Problem description = Wherever the string "RestClient" turns up in the data, copy the whole line.

Records from a data collection =
--*--
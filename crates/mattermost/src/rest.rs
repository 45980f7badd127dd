use std::collections::HashMap;
use std::time::Duration;

use async_trait::async_trait;
use meetmatter_core::{Channel, Message, User};
use reqwest::{Client, RequestBuilder, Response};
use secrecy::{ExposeSecret, SecretString};
use serde::de::DeserializeOwned;
use serde::Deserialize;
use tracing::debug;

use crate::api::{ApiError, ChatApi, NewPost, NewReaction, PageRequest};

/// `ChatApi` over the Mattermost REST API v4.
pub struct RestClient {
    http: Client,
    base_url: String,
    token: SecretString,
}

#[derive(Debug, Default, Deserialize)]
struct PostList {
    #[serde(default)]
    order: Option<Vec<String>>,
    #[serde(default)]
    posts: Option<HashMap<String, Message>>,
}

impl PostList {
    /// Posts in the server's `order`, dropping ids missing from the map.
    fn into_ordered(self) -> Vec<Message> {
        let mut posts = self.posts.unwrap_or_default();
        self.order.unwrap_or_default().iter().filter_map(|id| posts.remove(id)).collect()
    }
}

#[derive(Debug, Deserialize)]
struct ErrorBody {
    #[serde(default)]
    message: String,
}

impl RestClient {
    pub fn new(
        server_url: &str,
        token: SecretString,
        request_timeout: Duration,
    ) -> Result<Self, ApiError> {
        let http = Client::builder()
            .timeout(request_timeout)
            .build()
            .map_err(|error| ApiError::Transport(error.to_string()))?;

        Ok(Self { http, base_url: server_url.trim_end_matches('/').to_owned(), token })
    }

    fn url(&self, path: &str) -> String {
        format!("{}/api/v4{path}", self.base_url)
    }

    fn authorized(&self, request: RequestBuilder) -> RequestBuilder {
        request.bearer_auth(self.token.expose_secret())
    }

    async fn get_json<T>(&self, path: &str, query: &[(&str, String)]) -> Result<T, ApiError>
    where
        T: DeserializeOwned,
    {
        debug!(method = "GET", path, "mattermost api request");
        let response = self
            .authorized(self.http.get(self.url(path)).query(query))
            .send()
            .await
            .map_err(|error| ApiError::Transport(error.to_string()))?;

        decode_json(check_status(response).await?).await
    }

    async fn post_json<B>(&self, path: &str, body: &B) -> Result<Response, ApiError>
    where
        B: serde::Serialize + ?Sized,
    {
        debug!(method = "POST", path, "mattermost api request");
        let response = self
            .authorized(self.http.post(self.url(path)).json(body))
            .send()
            .await
            .map_err(|error| ApiError::Transport(error.to_string()))?;

        check_status(response).await
    }
}

async fn check_status(response: Response) -> Result<Response, ApiError> {
    let status = response.status();
    if status.is_success() {
        return Ok(response);
    }

    let raw = response.text().await.unwrap_or_default();
    let message = serde_json::from_str::<ErrorBody>(&raw)
        .map(|body| body.message)
        .ok()
        .filter(|message| !message.is_empty())
        .unwrap_or_else(|| status.canonical_reason().unwrap_or("unknown status").to_owned());

    Err(ApiError::Status { status: status.as_u16(), message })
}

async fn decode_json<T>(response: Response) -> Result<T, ApiError>
where
    T: DeserializeOwned,
{
    let raw = response.text().await.map_err(|error| ApiError::Transport(error.to_string()))?;
    serde_json::from_str(&raw).map_err(|error| ApiError::Decode(error.to_string()))
}

#[async_trait]
impl ChatApi for RestClient {
    async fn me(&self) -> Result<User, ApiError> {
        self.get_json("/users/me", &[]).await
    }

    async fn user(&self, user_id: &str) -> Result<User, ApiError> {
        self.get_json(&format!("/users/{user_id}"), &[]).await
    }

    async fn channel(&self, channel_id: &str) -> Result<Channel, ApiError> {
        self.get_json(&format!("/channels/{channel_id}"), &[]).await
    }

    async fn channel_posts(
        &self,
        channel_id: &str,
        page: &PageRequest,
    ) -> Result<Vec<Message>, ApiError> {
        let mut query = vec![("per_page", page.per_page.to_string())];
        if let Some(before) = &page.before {
            query.push(("before", before.clone()));
        }

        let list: PostList =
            self.get_json(&format!("/channels/{channel_id}/posts"), &query).await?;
        Ok(list.into_ordered())
    }

    async fn create_post(&self, post: &NewPost) -> Result<Message, ApiError> {
        let response = self.post_json("/posts", post).await?;
        decode_json(response).await
    }

    async fn save_reaction(&self, reaction: &NewReaction) -> Result<(), ApiError> {
        self.post_json("/reactions", reaction).await.map(|_| ())
    }
}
--*--
Solution for this task =
pub struct RestClient {
impl RestClient {
impl ChatApi for RestClient {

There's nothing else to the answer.